The Supreme Court appointment process is broken. How to fix it is the challenge.
On Friday, two stories brought the appointment process back in the news. In the morning, the Court announced that Justice Louis Lebel would be retiring on Nov. 30, on his 75th birthday. Since Supreme Court judges must retire at age 75, this announcement was not a surprise. The second story, however, was very much a shocker, and blew the lid off the Harper government’s secretive appointment process with detailed revelations about who was on the so-called long list of six names submitted by the Minister of Justice to the Supreme Court selection panel, which sliced the list in half to three from which the Prime Minister made the ill-fated appointment of Justice Marc Nadon.
The Prime Minister responded to the news of Justice Lebel’s retirement as he had to the announcement of every other supreme retirement by graciously acknowledging the career and contributions of Justice Lebel. However, the Prime Minister’s response was uncharacteristic in not announcing the process for replacing Justice Lebel. Perhaps this is not surprising given that the government has not yet announced how it plans to fill the Nadon vacancy.

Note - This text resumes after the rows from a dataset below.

//! Error taxonomy for the task orchestration engine, one enum per component.

use thiserror::Error;

/// Errors raised while registering or invoking a tool (C1/C3).
#[non_exhaustive]
#[derive(Debug, Error)]
pub enum ToolError {
    /// No tool is registered under the requested name.
    #[error("tool not found: {0}")]
    NotFound(String),

    /// The tool's input failed schema validation.
    #[error("invalid input for tool {tool}: {message}")]
    InvalidInput {
        /// Name of the tool.
        tool: String,
        /// Validation failure message.
        message: String,
    },

    /// The tool ran but failed.
    #[error("execution failed: {0}")]
    ExecutionFailed(String),

    /// Catch-all.
    #[error("{0}")]
    Other(#[from] Box<dyn std::error::Error + Send + Sync>),
}

/// Errors raised by the Sandbox Manager (C2).
#[non_exhaustive]
#[derive(Debug, Error)]
pub enum SandboxError {
    /// The container failed to start or its health probes never passed.
    #[error("sandbox create failed: {0}")]
    CreateFailed(String),

    /// The requested sandbox ID is not in the lookup table.
    #[error("sandbox not found: {0}")]
    NotFound(String),

    /// A façade call (shell/file/browser) failed in transport or parsing.
    #[error("sandbox call failed: {0}")]
    CallFailed(String),

    /// The façade call was rejected by policy (command blocklist, path denylist).
    #[error("policy rejected: {0}")]
    PolicyRejected(String),

    /// Destroying the sandbox's container failed. Non-fatal: the lookup
    /// entry is still removed before this error is ever observed.
    #[error("sandbox destroy failed: {0}")]
    DestroyFailed(String),

    /// Catch-all.
    #[error("{0}")]
    Other(#[from] Box<dyn std::error::Error + Send + Sync>),
}

/// Errors raised by the Planner (C4).
#[non_exhaustive]
#[derive(Debug, Error)]
pub enum PlannerError {
    /// The language-model endpoint could not be reached or returned an error.
    #[error("planner model unreachable: {0}")]
    ModelUnreachable(String),

    /// The model's response could not be parsed as a plan after normalization.
    #[error("planner response unparseable: {0}")]
    Unparseable(String),

    /// A parsed step failed validation (missing field, unknown tool).
    #[error("invalid step: {0}")]
    InvalidStep(String),

    /// The model produced a plan with zero steps.
    #[error("planner produced an empty plan")]
    EmptyPlan,

    /// Catch-all.
    #[error("{0}")]
    Other(#[from] Box<dyn std::error::Error + Send + Sync>),
}

/// Errors raised by the Critic (C6). Always non-fatal to the Orchestrator;
/// this type exists so the Critic can report *why* it fell back to the
/// optimistic default, for logging.
#[non_exhaustive]
#[derive(Debug, Error)]
pub enum CriticError {
    /// The critic's model call failed.
    #[error("critic model unreachable: {0}")]
    ModelUnreachable(String),

    /// The critic's response could not be parsed.
    #[error("critic response unparseable: {0}")]
    Unparseable(String),

    /// Catch-all.
    #[error("{0}")]
    Other(#[from] Box<dyn std::error::Error + Send + Sync>),
}

/// Errors raised by the Orchestrator (C7). These are the only errors that
/// cause an `orchestration_failed` event and propagate to the Worker Loop.
#[non_exhaustive]
#[derive(Debug, Error)]
pub enum OrchestratorError {
    /// Sandbox acquisition failed; fatal to the task.
    #[error("sandbox error: {0}")]
    Sandbox(#[from] SandboxError),

    /// Planning failed; fatal to the task.
    #[error("planner error: {0}")]
    Planner(#[from] PlannerError),

    /// The task was cancelled while running.
    #[error("task cancelled")]
    Cancelled,

    /// Catch-all for unhandled infrastructure issues surfaced mid-task.
    #[error("{0}")]
    Other(#[from] Box<dyn std::error::Error + Send + Sync>),
}

/// Errors raised by the Worker Loop (C8).
#[non_exhaustive]
#[derive(Debug, Error)]
pub enum WorkerError {
    /// An orchestration run failed.
    #[error("orchestration failed: {0}")]
    Orchestration(#[from] OrchestratorError),

    /// The external queue or durable store misbehaved.
    #[error("infrastructure error: {0}")]
    Infrastructure(String),

    /// Catch-all.
    #[error("{0}")]
    Other(#[from] Box<dyn std::error::Error + Send + Sync>),
}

It was clear before The Globe’s revelations that the appointment process was broken. However, the more we discover about the botched appointment of Justice Nadon, the more questions are raised about the whole process.
In reforming the process for selecting Supreme Court justices, the Harper government – and its Liberal predecessor – promised Canadians transparency and accountability. Instead, we have a closed and secretive process that actually shields those who exercise power in the appointment process from having to account for it.

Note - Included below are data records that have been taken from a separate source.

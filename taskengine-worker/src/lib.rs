#![deny(missing_docs)]
//! # taskengine-worker — bounded-concurrency queue consumer (C8)
//!
//! [`Worker::run`] pulls task IDs from a [`JobQueue`] and dispatches each
//! to a shared [`Orchestrator`], running up to
//! [`EngineConfig::worker_concurrency`] tasks at once. A task that fails
//! before the Orchestrator could record any outcome (an infrastructure
//! hiccup on the very first status transition) is retried up to three
//! times with exponential backoff; a task the Orchestrator itself carried
//! to a terminal status is never retried, and an externally cancelled
//! task short-circuits any attempt still pending.

use std::collections::HashMap;
use std::sync::Arc;
use std::time::Duration;

use tokio::sync::{Mutex, Semaphore};
use tokio_util::sync::CancellationToken;

use taskengine_orchestrator::Orchestrator;
use taskengine_store_memory::{JobQueue, TaskStore};
use taskengine_types::{EngineConfig, TaskId, TaskStatus};

const MAX_ATTEMPTS: u32 = 3;

fn backoff(attempt: u32) -> Duration {
    Duration::from_millis(200 * 2u64.pow(attempt.saturating_sub(1)))
}

/// Pulls jobs from a queue and runs them through a shared [`Orchestrator`]
/// with bounded concurrency.
pub struct Worker {
    queue: Arc<dyn JobQueue>,
    store: Arc<dyn TaskStore>,
    orchestrator: Arc<Orchestrator>,
    concurrency: usize,
    cancellations: Mutex<HashMap<TaskId, CancellationToken>>,
}

impl Worker {
    /// Construct a worker bound to the given queue, store, and
    /// orchestrator, reading `worker_concurrency` from `config`.
    pub fn new(
        queue: Arc<dyn JobQueue>,
        store: Arc<dyn TaskStore>,
        orchestrator: Arc<Orchestrator>,
        config: &EngineConfig,
    ) -> Arc<Self> {
        Arc::new(Self {
            queue,
            store,
            orchestrator,
            concurrency: config.worker_concurrency.max(1),
            cancellations: Mutex::new(HashMap::new()),
        })
    }

    /// Request cancellation of a task this worker is currently running or
    /// may yet pick up. A no-op if the task isn't tracked (not yet
    /// dequeued, or already finished).
    pub async fn cancel(&self, task_id: &TaskId) {
        if let Some(token) = self.cancellations.lock().await.get(task_id) {
            token.cancel();
        }
    }

    /// Run the dispatch loop until `shutdown` fires. Pulls one task at a
    /// time from the queue, spawning its processing once a concurrency
    /// slot is free; returns once `shutdown` fires and every in-flight job
    /// it spawned has settled.
    pub async fn run(self: Arc<Self>, shutdown: CancellationToken) {
        let semaphore = Arc::new(Semaphore::new(self.concurrency));
        let mut handles = Vec::new();

        loop {
            let Some(task_id) = self.queue.dequeue(&shutdown).await else {
                break;
            };

            let permit = semaphore.clone().acquire_owned().await.expect("semaphore never closed");
            let worker = self.clone();
            let shutdown = shutdown.clone();
            handles.push(tokio::spawn(async move {
                worker.process(task_id, shutdown).await;
                drop(permit);
            }));
        }

        for handle in handles {
            let _ = handle.await;
        }
    }

    async fn process(&self, task_id: TaskId, shutdown: CancellationToken) {
        let token = shutdown.child_token();
        self.cancellations.lock().await.insert(task_id.clone(), token.clone());

        let mut attempt = 0;
        loop {
            attempt += 1;

            if self.task_is_cancelled(&task_id).await {
                tracing::info!(task = %task_id, "taskengine.worker.short_circuit_cancelled");
                break;
            }

            match self.orchestrator.run_task(&task_id, &token).await {
                Ok(()) => break,
                Err(e) => {
                    if self.task_reached_terminal_status(&task_id).await {
                        tracing::warn!(task = %task_id, error = %e, "taskengine.worker.task_failed");
                        break;
                    }
                    if attempt >= MAX_ATTEMPTS {
                        tracing::error!(task = %task_id, attempts = attempt, error = %e, "taskengine.worker.retries_exhausted");
                        let _ = self
                            .store
                            .set_error(&task_id, format!("worker retries exhausted: {e}"))
                            .await;
                        let _ = self.store.update_status(&task_id, None, TaskStatus::Failed, now_ms()).await;
                        break;
                    }
                    tracing::warn!(task = %task_id, attempt, error = %e, "taskengine.worker.retrying");
                    tokio::time::sleep(backoff(attempt)).await;
                    // `run_task` requires Queued as its starting status; this
                    // attempt may have advanced it to Running before failing
                    // non-terminally (e.g. the initial event-log append), so
                    // reset it before looping back in. Only this worker's own
                    // sequential loop owns `task_id` between dequeue and the
                    // final `break`, so there is no concurrent attempt to
                    // clobber.
                    let _ = self.store.update_status(&task_id, None, TaskStatus::Queued, now_ms()).await;
                }
            }
        }

        self.cancellations.lock().await.remove(&task_id);
    }

    async fn task_is_cancelled(&self, task_id: &TaskId) -> bool {
        matches!(self.store.get(task_id).await, Ok(Some(task)) if task.status == TaskStatus::Cancelled)
    }

    async fn task_reached_terminal_status(&self, task_id: &TaskId) -> bool {
        matches!(self.store.get(task_id).await, Ok(Some(task)) if task.status.is_terminal())
    }
}

fn now_ms() -> u64 {
    use std::time::{SystemTime, UNIX_EPOCH};
    SystemTime::now().duration_since(UNIX_EPOCH).unwrap_or_default().as_millis() as u64
}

On Wednesday, the University of Ottawa’s Public Law Group will host a public forum on the Nadon appointment. We will attempt to search for answers to the many questions that have arisen about the government’s selection of Justice Nadon.
It will be a challenge because the government has refused to explain all but the bare bones of the process. To date, the Harper government has refused to provide answers to the following questions, among others: What were the qualifications upon which candidates were selected and evaluated? How did the Minister of Justice choose the so-called “long list” of candidates to be considered? How many candidates were on this so-called “long list”? (The Globe reported that there were six). Why were four judges of the Federal Court placed on this list? Is there some problem with the judges of the Quebec Court of Appeal?

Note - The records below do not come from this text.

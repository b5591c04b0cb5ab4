//! Uniform result shapes for the shell/file/browser façade calls.
//!
//! Every façade call funnels network errors, JSON parse errors, and HTTP
//! non-2xx responses into `success: false` with an `error` string rather
//! than raising — only sandbox *lookup* failures (`SandboxError::NotFound`)
//! propagate as `Err`. The Executor is the sole retry authority; these
//! calls never retry.

use serde::{Deserialize, Serialize};
use taskengine_types::DurationMs;

/// Options for an `executeShell` façade call.
#[derive(Debug, Clone)]
pub struct ShellOptions {
    /// Per-call timeout. The transport timeout is set slightly larger.
    pub timeout: DurationMs,
    /// Working directory, if not the sandbox default.
    pub cwd: Option<String>,
}

/// Result of one `/execute` call to the in-sandbox shell service.
#[derive(Debug, Clone, Serialize, Deserialize)]
pub struct ShellCallResult {
    /// Whether the command ran and exited zero.
    pub success: bool,
    /// Process exit code, when the command ran at all.
    #[serde(default)]
    pub exit_code: Option<i32>,
    /// Captured standard output.
    #[serde(default)]
    pub stdout: String,
    /// Captured standard error.
    #[serde(default)]
    pub stderr: String,
    /// Set on transport failure, policy rejection, or non-zero exit.
    #[serde(default)]
    pub error: Option<String>,
}

/// Result of a `/read` call to the in-sandbox file service.
#[derive(Debug, Clone, Serialize, Deserialize)]
pub struct FileReadCallResult {
    /// Whether the read succeeded.
    pub success: bool,
    /// File content, when `success`.
    #[serde(default)]
    pub content: String,
    /// Size in bytes of the returned content.
    #[serde(default)]
    pub size: u64,
    /// The resolved path that was read.
    #[serde(default)]
    pub path: String,
    /// Set on policy rejection or transport/IO failure.
    #[serde(default)]
    pub error: Option<String>,
}

/// Result of a `/write` call to the in-sandbox file service.
#[derive(Debug, Clone, Serialize, Deserialize)]
pub struct FileWriteCallResult {
    /// Whether the write succeeded.
    pub success: bool,
    /// The resolved path that was written.
    #[serde(default)]
    pub path: String,
    /// Number of bytes written.
    #[serde(default)]
    pub size: u64,
    /// Set on policy rejection or transport/IO failure.
    #[serde(default)]
    pub error: Option<String>,
}

/// One entry in a `/list` directory listing.
#[derive(Debug, Clone, Serialize, Deserialize)]
pub struct FileEntry {
    /// Entry name (not the full path).
    pub name: String,
    /// Whether this entry is a file or a directory.
    #[serde(rename = "type")]
    pub kind: FileEntryKind,
    /// Size in bytes (0 for directories).
    #[serde(default)]
    pub size: u64,
    /// Last-modified time, milliseconds since the Unix epoch.
    #[serde(default)]
    pub modified_ms: u64,
}

/// Whether a directory entry is a file or a directory.
#[derive(Debug, Clone, Copy, PartialEq, Eq, Serialize, Deserialize)]
#[serde(rename_all = "snake_case")]
pub enum FileEntryKind {
    /// A regular file.
    File,
    /// A directory.
    Directory,
}

/// Result of a `/list` call to the in-sandbox file service.
#[derive(Debug, Clone, Serialize, Deserialize)]
pub struct FileListCallResult {
    /// Whether the listing succeeded.
    pub success: bool,
    /// The resolved path that was listed.
    #[serde(default)]
    pub path: String,
    /// Directory entries.
    #[serde(default)]
    pub files: Vec<FileEntry>,
    /// Set on policy rejection or transport/IO failure.
    #[serde(default)]
    pub error: Option<String>,
}

/// A browser action to perform inside the sandbox.
#[derive(Debug, Clone)]
pub enum BrowserAction {
    /// Navigate to a URL and confirm.
    Open {
        /// Target URL.
        url: String,
        /// Per-call timeout. The transport timeout is set slightly larger.
        timeout: DurationMs,
    },
    /// Navigate and extract the page title and visible text.
    Read {
        /// Target URL.
        url: String,
        /// Per-call timeout. The transport timeout is set slightly larger.
        timeout: DurationMs,
    },
    /// Navigate and capture a screenshot.
    Screenshot {
        /// Target URL.
        url: String,
        /// Per-call timeout. The transport timeout is set slightly larger.
        timeout: DurationMs,
    },
    /// Navigate and extract a table matching `selector`.
    ExtractTable {
        /// Target URL.
        url: String,
        /// CSS selector identifying the table.
        selector: String,
        /// Per-call timeout. The transport timeout is set slightly larger.
        timeout: DurationMs,
    },
    /// Navigate and click an element.
    Click {
        /// Target URL.
        url: String,
        /// CSS selector identifying the element.
        selector: String,
        /// Per-call timeout. The transport timeout is set slightly larger.
        timeout: DurationMs,
    },
    /// Navigate and fill a form per free-form instructions.
    FillForm {
        /// Target URL.
        url: String,
        /// Free-form instructions for which fields to fill.
        instructions: String,
        /// Per-call timeout. The transport timeout is set slightly larger.
        timeout: DurationMs,
    },
}

impl BrowserAction {
    /// The action's URL, present on every variant.
    pub fn url(&self) -> &str {
        match self {
            BrowserAction::Open { url, .. }
            | BrowserAction::Read { url, .. }
            | BrowserAction::Screenshot { url, .. }
            | BrowserAction::ExtractTable { url, .. }
            | BrowserAction::Click { url, .. }
            | BrowserAction::FillForm { url, .. } => url,
        }
    }

    /// The action's wire tag, matching the in-sandbox service's `action` field.
    pub fn tag(&self) -> &'static str {
        match self {
            BrowserAction::Open { .. } => "open",
            BrowserAction::Read { .. } => "read",
            BrowserAction::Screenshot { .. } => "screenshot",
            BrowserAction::ExtractTable { .. } => "extract_table",
            BrowserAction::Click { .. } => "click",
            BrowserAction::FillForm { .. } => "fill_form",
        }
    }

    /// The action's requested timeout, present on every variant. The
    /// transport timeout a caller applies around this call should be set
    /// slightly larger, mirroring `ShellOptions::timeout`.
    pub fn timeout(&self) -> DurationMs {
        match self {
            BrowserAction::Open { timeout, .. }
            | BrowserAction::Read { timeout, .. }
            | BrowserAction::Screenshot { timeout, .. }
            | BrowserAction::ExtractTable { timeout, .. }
            | BrowserAction::Click { timeout, .. }
            | BrowserAction::FillForm { timeout, .. } => *timeout,
        }
    }
}

/// Result of an `/execute` call to the in-sandbox browser service. Shape
/// depends on the action: title+text for `read`, a base64 PNG for
/// `screenshot`, a row matrix for `extract_table`, a bare URL confirmation
/// for the rest.
#[derive(Debug, Clone, Default, Serialize, Deserialize)]
pub struct BrowserCallResult {
    /// Whether the action succeeded.
    pub success: bool,
    /// Final URL after navigation.
    #[serde(default)]
    pub url: Option<String>,
    /// Page title, for `read`.
    #[serde(default)]
    pub title: Option<String>,
    /// Extracted visible text, for `read`.
    #[serde(default)]
    pub text: Option<String>,
    /// Base64-encoded PNG, for `screenshot`.
    #[serde(default)]
    pub screenshot_base64: Option<String>,
    /// Extracted table rows, for `extract_table`.
    #[serde(default)]
    pub table: Option<Vec<Vec<String>>>,
    /// Set on navigation timeout, missing selector, or transport failure.
    #[serde(default)]
    pub error: Option<String>,
}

And then – to invoke Donald Rumsfeld – we have some known unknowns about the Supreme Court Selection Panel. How did it operate? What was its mandate from the Minister of Justice? How did they decide on the recommendations for the shortlist? Consensus? Unanimity? Majority vote?
These are just some of the unanswered questions about a selection process which the Minister of Justice and the Prime Minister have unjustifiably characterized as being “transparent”.
In fact, the selection process is actually the dictionary opposite of “transparent”: it is opaque or secretive.
The appointment process also failed to produce accountability. Neither the Minister of Justice nor the Prime Minister provided any adequate explanation of why they selected Justice Nadon for this important post. This was both unfair to Justice Nadon as well as to the Canadian people. The accountability failure compounds the transparency failure: in the absence of identifying the criteria for selection, it becomes impossible to explain how a candidate meets those unknown criteria.
There is a way to actual deliver the promised transparency and accountability.
To begin, the government should publish a detailed protocol, a Guide to Appointment of Supreme Court Justices which would set out the qualifications, consultation to be followed, procedure for evaluation, etc.
A revamped advisory committee would then operate in a more open and transparent fashion and produce a report on their work. This committee should not be confined to the list of names given to them by the Minister of Justice. They should be able to consider any candidate that meets the published criteria for appointment.
The public hearings with nominees should continue, but only if the Minister of Justice also appears to answer questions about the process and about why the particular nominee was selected.
With these reforms, the government could then rightly claim transparency and accountability. Until such time, the Supreme Court appointment process will continue to be an exercise in secrecy and non-accountability.